### Work to be completed:
Nothing should be left out. Give all the data again exactly as written.

== Segment start ==

//! Record store type definitions

use serde::{Deserialize, Serialize};
use serde_json::Value;
use zeroize::Zeroize;

use crate::error::{Result, VaultError};

/// Length of generated site codes
pub const SITE_CODE_LEN: usize = 10;

/// Site codes reserved for internal bookkeeping.
///
/// Entries under these codes survive a load/dump round trip but are never
/// listed, looked up or created through the public accessors.
pub const RESERVED_SITE_CODES: &[&str] = &["__meta__", "__version__"];

/// Whether `code` is one of the [`RESERVED_SITE_CODES`]
pub fn is_reserved_code(code: &str) -> bool {
    RESERVED_SITE_CODES.contains(&code)
}

/// One `(field_type, field_value)` pair of a site's data.
///
/// Serialized as a two-element JSON array. When the owning site is flagged
/// encrypted, the stored value is the base64 text of a ciphertext.
#[derive(Debug, Clone, PartialEq, Eq, Serialize, Deserialize, Zeroize)]
pub struct SiteField(String, String);

impl SiteField {
    pub fn new(field_type: impl Into<String>, value: impl Into<String>) -> Self {
        Self(field_type.into(), value.into())
    }

    /// Kind of field, e.g. "login" or "password"
    pub fn field_type(&self) -> &str {
        &self.0
    }

    pub fn value(&self) -> &str {
        &self.1
    }

    pub(crate) fn with_value(&self, value: String) -> Self {
        Self(self.0.clone(), value)
    }
}

impl TryFrom<Vec<String>> for SiteField {
    type Error = VaultError;

    fn try_from(mut row: Vec<String>) -> Result<Self> {
        if row.len() != 2 {
            return Err(VaultError::Validation(format!(
                "Site field must have exactly 2 elements, got {}",
                row.len()
            )));
        }
        let value = row.pop().unwrap_or_default();
        let field_type = row.pop().unwrap_or_default();
        Ok(Self(field_type, value))
    }
}

/// Build site fields from untyped JSON (`[["type", "value"], ...]`).
///
/// Rejects anything that is not a list of string pairs.
pub fn fields_from_json(value: &Value) -> Result<Vec<SiteField>> {
    let rows = value
        .as_array()
        .ok_or_else(|| VaultError::Validation("Site data must be a list".to_string()))?;

    rows.iter()
        .enumerate()
        .map(|(index, row)| {
            let pair = row.as_array().filter(|pair| pair.len() == 2).ok_or_else(|| {
                VaultError::Validation(format!("Site field {} is not a pair", index))
            })?;
            match (pair[0].as_str(), pair[1].as_str()) {
                (Some(field_type), Some(value)) => Ok(SiteField::new(field_type, value)),
                _ => Err(VaultError::Validation(format!(
                    "Site field {} must contain two strings",
                    index
                ))),
            }
        })
        .collect()
}

/// One website record
#[derive(Debug, Clone, PartialEq, Eq, Serialize, Deserialize, Default)]
pub struct SiteEntry {
    /// Display name
    pub name: String,

    /// Whether every value in `data` is stored as base64 ciphertext
    pub encrypted: bool,

    /// Ordered field pairs
    pub data: Vec<SiteField>,
}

== Segment end ==

### Reply to the exercise:
//! Record store type definitions

use serde::{Deserialize, Serialize};
use serde_json::Value;
use zeroize::Zeroize;

use crate::error::{Result, VaultError};

/// Length of generated site codes
pub const SITE_CODE_LEN: usize = 10;

/// Site codes reserved for internal bookkeeping.
///
/// Entries under these codes survive a load/dump round trip but are never
/// listed, looked up or created through the public accessors.
pub const RESERVED_SITE_CODES: &[&str] = &["__meta__", "__version__"];

/// Whether `code` is one of the [`RESERVED_SITE_CODES`]
pub fn is_reserved_code(code: &str) -> bool {
    RESERVED_SITE_CODES.contains(&code)
}

/// One `(field_type, field_value)` pair of a site's data.
///
/// Serialized as a two-element JSON array. When the owning site is flagged
/// encrypted, the stored value is the base64 text of a ciphertext.
#[derive(Debug, Clone, PartialEq, Eq, Serialize, Deserialize, Zeroize)]
pub struct SiteField(String, String);

impl SiteField {
    pub fn new(field_type: impl Into<String>, value: impl Into<String>) -> Self {
        Self(field_type.into(), value.into())
    }

    /// Kind of field, e.g. "login" or "password"
    pub fn field_type(&self) -> &str {
        &self.0
    }

    pub fn value(&self) -> &str {
        &self.1
    }

    pub(crate) fn with_value(&self, value: String) -> Self {
        Self(self.0.clone(), value)
    }
}

impl TryFrom<Vec<String>> for SiteField {
    type Error = VaultError;

    fn try_from(mut row: Vec<String>) -> Result<Self> {
        if row.len() != 2 {
            return Err(VaultError::Validation(format!(
                "Site field must have exactly 2 elements, got {}",
                row.len()
            )));
        }
        let value = row.pop().unwrap_or_default();
        let field_type = row.pop().unwrap_or_default();
        Ok(Self(field_type, value))
    }
}

/// Build site fields from untyped JSON (`[["type", "value"], ...]`).
///
/// Rejects anything that is not a list of string pairs.
pub fn fields_from_json(value: &Value) -> Result<Vec<SiteField>> {
    let rows = value
        .as_array()
        .ok_or_else(|| VaultError::Validation("Site data must be a list".to_string()))?;

    rows.iter()
        .enumerate()
        .map(|(index, row)| {
            let pair = row.as_array().filter(|pair| pair.len() == 2).ok_or_else(|| {
                VaultError::Validation(format!("Site field {} is not a pair", index))
            })?;
            match (pair[0].as_str(), pair[1].as_str()) {
                (Some(field_type), Some(value)) => Ok(SiteField::new(field_type, value)),
                _ => Err(VaultError::Validation(format!(
                    "Site field {} must contain two strings",
                    index
                ))),
            }
        })
        .collect()
}

/// One website record
#[derive(Debug, Clone, PartialEq, Eq, Serialize, Deserialize, Default)]
pub struct SiteEntry {
    /// Display name
    pub name: String,

    /// Whether every value in `data` is stored as base64 ciphertext
    pub encrypted: bool,

    /// Ordered field pairs
    pub data: Vec<SiteField>,
}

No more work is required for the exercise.